■ PROBLEM DESCRIPTION
Go through the lines below and retype each one exactly.

● ● ● ● ●

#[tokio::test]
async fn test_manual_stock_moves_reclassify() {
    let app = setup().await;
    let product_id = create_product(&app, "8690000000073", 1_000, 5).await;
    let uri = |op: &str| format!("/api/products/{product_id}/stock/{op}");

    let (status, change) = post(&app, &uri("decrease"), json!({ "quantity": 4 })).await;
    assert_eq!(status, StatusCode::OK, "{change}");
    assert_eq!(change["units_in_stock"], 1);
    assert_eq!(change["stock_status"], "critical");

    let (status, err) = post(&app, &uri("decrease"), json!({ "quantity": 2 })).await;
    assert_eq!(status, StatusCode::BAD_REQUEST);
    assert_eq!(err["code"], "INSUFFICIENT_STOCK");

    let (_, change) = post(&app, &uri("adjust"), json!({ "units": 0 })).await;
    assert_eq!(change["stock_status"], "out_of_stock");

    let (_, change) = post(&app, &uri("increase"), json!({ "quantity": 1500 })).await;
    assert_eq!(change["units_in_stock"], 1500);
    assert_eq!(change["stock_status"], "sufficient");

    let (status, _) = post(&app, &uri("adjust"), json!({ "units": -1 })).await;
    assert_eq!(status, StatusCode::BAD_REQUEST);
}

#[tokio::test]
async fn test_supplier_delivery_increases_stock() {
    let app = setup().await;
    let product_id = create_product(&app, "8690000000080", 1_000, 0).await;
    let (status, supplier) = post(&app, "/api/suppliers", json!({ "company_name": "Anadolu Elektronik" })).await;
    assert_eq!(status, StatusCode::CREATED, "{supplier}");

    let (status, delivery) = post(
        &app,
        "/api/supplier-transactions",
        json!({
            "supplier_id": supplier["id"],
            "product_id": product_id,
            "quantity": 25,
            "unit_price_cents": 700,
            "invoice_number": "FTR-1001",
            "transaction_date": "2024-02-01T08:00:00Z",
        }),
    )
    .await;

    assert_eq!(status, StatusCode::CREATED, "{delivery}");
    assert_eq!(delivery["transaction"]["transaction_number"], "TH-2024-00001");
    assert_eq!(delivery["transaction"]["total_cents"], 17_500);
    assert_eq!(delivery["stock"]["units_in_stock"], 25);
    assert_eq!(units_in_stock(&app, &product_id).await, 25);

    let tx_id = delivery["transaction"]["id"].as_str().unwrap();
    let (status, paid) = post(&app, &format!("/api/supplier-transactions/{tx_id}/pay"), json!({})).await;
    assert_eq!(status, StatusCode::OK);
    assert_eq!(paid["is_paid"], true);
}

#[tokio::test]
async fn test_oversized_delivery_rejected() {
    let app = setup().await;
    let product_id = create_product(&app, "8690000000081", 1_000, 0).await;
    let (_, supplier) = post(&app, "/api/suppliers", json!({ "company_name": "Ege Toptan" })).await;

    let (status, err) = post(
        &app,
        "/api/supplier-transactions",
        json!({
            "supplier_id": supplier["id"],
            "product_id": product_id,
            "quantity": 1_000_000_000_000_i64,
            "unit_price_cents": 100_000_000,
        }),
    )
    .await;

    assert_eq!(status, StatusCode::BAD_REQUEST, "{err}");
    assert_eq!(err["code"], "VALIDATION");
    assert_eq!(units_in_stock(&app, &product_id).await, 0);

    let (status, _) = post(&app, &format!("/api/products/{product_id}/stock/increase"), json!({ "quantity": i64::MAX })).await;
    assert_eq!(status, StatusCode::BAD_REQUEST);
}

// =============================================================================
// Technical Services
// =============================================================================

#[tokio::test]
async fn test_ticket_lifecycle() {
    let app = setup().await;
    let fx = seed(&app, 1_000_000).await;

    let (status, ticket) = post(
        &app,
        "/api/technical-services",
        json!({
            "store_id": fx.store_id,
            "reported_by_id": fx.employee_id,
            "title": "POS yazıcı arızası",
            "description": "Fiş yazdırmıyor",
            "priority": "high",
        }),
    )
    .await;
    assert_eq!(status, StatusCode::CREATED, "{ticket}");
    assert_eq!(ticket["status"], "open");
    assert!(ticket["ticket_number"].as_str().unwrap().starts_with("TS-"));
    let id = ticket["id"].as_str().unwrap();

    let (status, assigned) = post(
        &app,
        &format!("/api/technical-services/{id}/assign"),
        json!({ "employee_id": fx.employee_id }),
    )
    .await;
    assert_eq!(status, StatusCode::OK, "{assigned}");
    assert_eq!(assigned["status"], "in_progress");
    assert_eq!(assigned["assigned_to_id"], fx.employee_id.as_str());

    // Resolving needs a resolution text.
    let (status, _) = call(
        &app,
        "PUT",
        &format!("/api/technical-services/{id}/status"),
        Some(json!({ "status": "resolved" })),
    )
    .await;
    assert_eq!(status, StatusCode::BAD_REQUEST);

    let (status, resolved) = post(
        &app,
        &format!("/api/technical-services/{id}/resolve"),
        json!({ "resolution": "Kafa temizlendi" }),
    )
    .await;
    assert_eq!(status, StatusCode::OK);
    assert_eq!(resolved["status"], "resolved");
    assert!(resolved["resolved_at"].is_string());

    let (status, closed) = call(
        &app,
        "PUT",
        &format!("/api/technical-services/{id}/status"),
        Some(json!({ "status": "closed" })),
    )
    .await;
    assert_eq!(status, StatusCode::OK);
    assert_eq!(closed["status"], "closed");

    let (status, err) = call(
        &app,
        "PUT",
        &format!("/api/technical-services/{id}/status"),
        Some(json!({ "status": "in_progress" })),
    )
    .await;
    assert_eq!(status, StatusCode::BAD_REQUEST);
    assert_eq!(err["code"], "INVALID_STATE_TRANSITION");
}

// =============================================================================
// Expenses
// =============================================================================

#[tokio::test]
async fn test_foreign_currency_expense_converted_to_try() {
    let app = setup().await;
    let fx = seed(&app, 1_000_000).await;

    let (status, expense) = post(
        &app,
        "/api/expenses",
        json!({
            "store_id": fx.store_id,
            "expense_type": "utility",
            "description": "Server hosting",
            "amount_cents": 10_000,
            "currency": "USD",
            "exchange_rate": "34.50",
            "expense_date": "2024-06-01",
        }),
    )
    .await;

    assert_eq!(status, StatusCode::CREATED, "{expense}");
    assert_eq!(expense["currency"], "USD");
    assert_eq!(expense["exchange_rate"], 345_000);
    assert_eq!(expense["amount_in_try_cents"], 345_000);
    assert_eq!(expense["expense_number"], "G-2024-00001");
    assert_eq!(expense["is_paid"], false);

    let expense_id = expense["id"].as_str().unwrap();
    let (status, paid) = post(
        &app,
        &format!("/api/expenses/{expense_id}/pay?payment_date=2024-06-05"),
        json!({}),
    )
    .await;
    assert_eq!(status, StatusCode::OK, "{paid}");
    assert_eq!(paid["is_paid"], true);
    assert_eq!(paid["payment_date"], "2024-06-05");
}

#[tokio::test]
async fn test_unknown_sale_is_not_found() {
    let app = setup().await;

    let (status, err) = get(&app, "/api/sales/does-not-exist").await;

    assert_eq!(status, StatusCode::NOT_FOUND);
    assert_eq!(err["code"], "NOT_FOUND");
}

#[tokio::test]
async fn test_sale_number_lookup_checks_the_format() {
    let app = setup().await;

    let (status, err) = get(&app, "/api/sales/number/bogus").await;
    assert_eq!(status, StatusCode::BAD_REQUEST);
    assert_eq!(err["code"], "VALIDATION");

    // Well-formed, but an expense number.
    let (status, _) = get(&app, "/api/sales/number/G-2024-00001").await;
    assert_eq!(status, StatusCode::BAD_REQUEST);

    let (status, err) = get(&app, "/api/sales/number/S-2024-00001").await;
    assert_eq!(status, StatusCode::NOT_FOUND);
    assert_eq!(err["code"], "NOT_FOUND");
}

● ● ● ● ●

■ EXERCISE OUTPUT
#[tokio::test]
async fn test_manual_stock_moves_reclassify() {
    let app = setup().await;
    let product_id = create_product(&app, "8690000000073", 1_000, 5).await;
    let uri = |op: &str| format!("/api/products/{product_id}/stock/{op}");

    let (status, change) = post(&app, &uri("decrease"), json!({ "quantity": 4 })).await;
    assert_eq!(status, StatusCode::OK, "{change}");
    assert_eq!(change["units_in_stock"], 1);
    assert_eq!(change["stock_status"], "critical");

    let (status, err) = post(&app, &uri("decrease"), json!({ "quantity": 2 })).await;
    assert_eq!(status, StatusCode::BAD_REQUEST);
    assert_eq!(err["code"], "INSUFFICIENT_STOCK");

    let (_, change) = post(&app, &uri("adjust"), json!({ "units": 0 })).await;
    assert_eq!(change["stock_status"], "out_of_stock");

    let (_, change) = post(&app, &uri("increase"), json!({ "quantity": 1500 })).await;
    assert_eq!(change["units_in_stock"], 1500);
    assert_eq!(change["stock_status"], "sufficient");

    let (status, _) = post(&app, &uri("adjust"), json!({ "units": -1 })).await;
    assert_eq!(status, StatusCode::BAD_REQUEST);
}

#[tokio::test]
async fn test_supplier_delivery_increases_stock() {
    let app = setup().await;
    let product_id = create_product(&app, "8690000000080", 1_000, 0).await;
    let (status, supplier) = post(&app, "/api/suppliers", json!({ "company_name": "Anadolu Elektronik" })).await;
    assert_eq!(status, StatusCode::CREATED, "{supplier}");

    let (status, delivery) = post(
        &app,
        "/api/supplier-transactions",
        json!({
            "supplier_id": supplier["id"],
            "product_id": product_id,
            "quantity": 25,
            "unit_price_cents": 700,
            "invoice_number": "FTR-1001",
            "transaction_date": "2024-02-01T08:00:00Z",
        }),
    )
    .await;

    assert_eq!(status, StatusCode::CREATED, "{delivery}");
    assert_eq!(delivery["transaction"]["transaction_number"], "TH-2024-00001");
    assert_eq!(delivery["transaction"]["total_cents"], 17_500);
    assert_eq!(delivery["stock"]["units_in_stock"], 25);
    assert_eq!(units_in_stock(&app, &product_id).await, 25);

    let tx_id = delivery["transaction"]["id"].as_str().unwrap();
    let (status, paid) = post(&app, &format!("/api/supplier-transactions/{tx_id}/pay"), json!({})).await;
    assert_eq!(status, StatusCode::OK);
    assert_eq!(paid["is_paid"], true);
}

#[tokio::test]
async fn test_oversized_delivery_rejected() {
    let app = setup().await;
    let product_id = create_product(&app, "8690000000081", 1_000, 0).await;
    let (_, supplier) = post(&app, "/api/suppliers", json!({ "company_name": "Ege Toptan" })).await;

    let (status, err) = post(
        &app,
        "/api/supplier-transactions",
        json!({
            "supplier_id": supplier["id"],
            "product_id": product_id,
            "quantity": 1_000_000_000_000_i64,
            "unit_price_cents": 100_000_000,
        }),
    )
    .await;

    assert_eq!(status, StatusCode::BAD_REQUEST, "{err}");
    assert_eq!(err["code"], "VALIDATION");
    assert_eq!(units_in_stock(&app, &product_id).await, 0);

    let (status, _) = post(&app, &format!("/api/products/{product_id}/stock/increase"), json!({ "quantity": i64::MAX })).await;
    assert_eq!(status, StatusCode::BAD_REQUEST);
}

// =============================================================================
// Technical Services
// =============================================================================

#[tokio::test]
async fn test_ticket_lifecycle() {
    let app = setup().await;
    let fx = seed(&app, 1_000_000).await;

    let (status, ticket) = post(
        &app,
        "/api/technical-services",
        json!({
            "store_id": fx.store_id,
            "reported_by_id": fx.employee_id,
            "title": "POS yazıcı arızası",
            "description": "Fiş yazdırmıyor",
            "priority": "high",
        }),
    )
    .await;
    assert_eq!(status, StatusCode::CREATED, "{ticket}");
    assert_eq!(ticket["status"], "open");
    assert!(ticket["ticket_number"].as_str().unwrap().starts_with("TS-"));
    let id = ticket["id"].as_str().unwrap();

    let (status, assigned) = post(
        &app,
        &format!("/api/technical-services/{id}/assign"),
        json!({ "employee_id": fx.employee_id }),
    )
    .await;
    assert_eq!(status, StatusCode::OK, "{assigned}");
    assert_eq!(assigned["status"], "in_progress");
    assert_eq!(assigned["assigned_to_id"], fx.employee_id.as_str());

    // Resolving needs a resolution text.
    let (status, _) = call(
        &app,
        "PUT",
        &format!("/api/technical-services/{id}/status"),
        Some(json!({ "status": "resolved" })),
    )
    .await;
    assert_eq!(status, StatusCode::BAD_REQUEST);

    let (status, resolved) = post(
        &app,
        &format!("/api/technical-services/{id}/resolve"),
        json!({ "resolution": "Kafa temizlendi" }),
    )
    .await;
    assert_eq!(status, StatusCode::OK);
    assert_eq!(resolved["status"], "resolved");
    assert!(resolved["resolved_at"].is_string());

    let (status, closed) = call(
        &app,
        "PUT",
        &format!("/api/technical-services/{id}/status"),
        Some(json!({ "status": "closed" })),
    )
    .await;
    assert_eq!(status, StatusCode::OK);
    assert_eq!(closed["status"], "closed");

    let (status, err) = call(
        &app,
        "PUT",
        &format!("/api/technical-services/{id}/status"),
        Some(json!({ "status": "in_progress" })),
    )
    .await;
    assert_eq!(status, StatusCode::BAD_REQUEST);
    assert_eq!(err["code"], "INVALID_STATE_TRANSITION");
}

// =============================================================================
// Expenses
// =============================================================================

#[tokio::test]
async fn test_foreign_currency_expense_converted_to_try() {
    let app = setup().await;
    let fx = seed(&app, 1_000_000).await;

    let (status, expense) = post(
        &app,
        "/api/expenses",
        json!({
            "store_id": fx.store_id,
            "expense_type": "utility",
            "description": "Server hosting",
            "amount_cents": 10_000,
            "currency": "USD",
            "exchange_rate": "34.50",
            "expense_date": "2024-06-01",
        }),
    )
    .await;

    assert_eq!(status, StatusCode::CREATED, "{expense}");
    assert_eq!(expense["currency"], "USD");
    assert_eq!(expense["exchange_rate"], 345_000);
    assert_eq!(expense["amount_in_try_cents"], 345_000);
    assert_eq!(expense["expense_number"], "G-2024-00001");
    assert_eq!(expense["is_paid"], false);

    let expense_id = expense["id"].as_str().unwrap();
    let (status, paid) = post(
        &app,
        &format!("/api/expenses/{expense_id}/pay?payment_date=2024-06-05"),
        json!({}),
    )
    .await;
    assert_eq!(status, StatusCode::OK, "{paid}");
    assert_eq!(paid["is_paid"], true);
    assert_eq!(paid["payment_date"], "2024-06-05");
}

#[tokio::test]
async fn test_unknown_sale_is_not_found() {
    let app = setup().await;

    let (status, err) = get(&app, "/api/sales/does-not-exist").await;

    assert_eq!(status, StatusCode::NOT_FOUND);
    assert_eq!(err["code"], "NOT_FOUND");
}

#[tokio::test]
async fn test_sale_number_lookup_checks_the_format() {
    let app = setup().await;

    let (status, err) = get(&app, "/api/sales/number/bogus").await;
    assert_eq!(status, StatusCode::BAD_REQUEST);
    assert_eq!(err["code"], "VALIDATION");

    // Well-formed, but an expense number.
    let (status, _) = get(&app, "/api/sales/number/G-2024-00001").await;
    assert_eq!(status, StatusCode::BAD_REQUEST);

    let (status, err) = get(&app, "/api/sales/number/S-2024-00001").await;
    assert_eq!(status, StatusCode::NOT_FOUND);
    assert_eq!(err["code"], "NOT_FOUND");
}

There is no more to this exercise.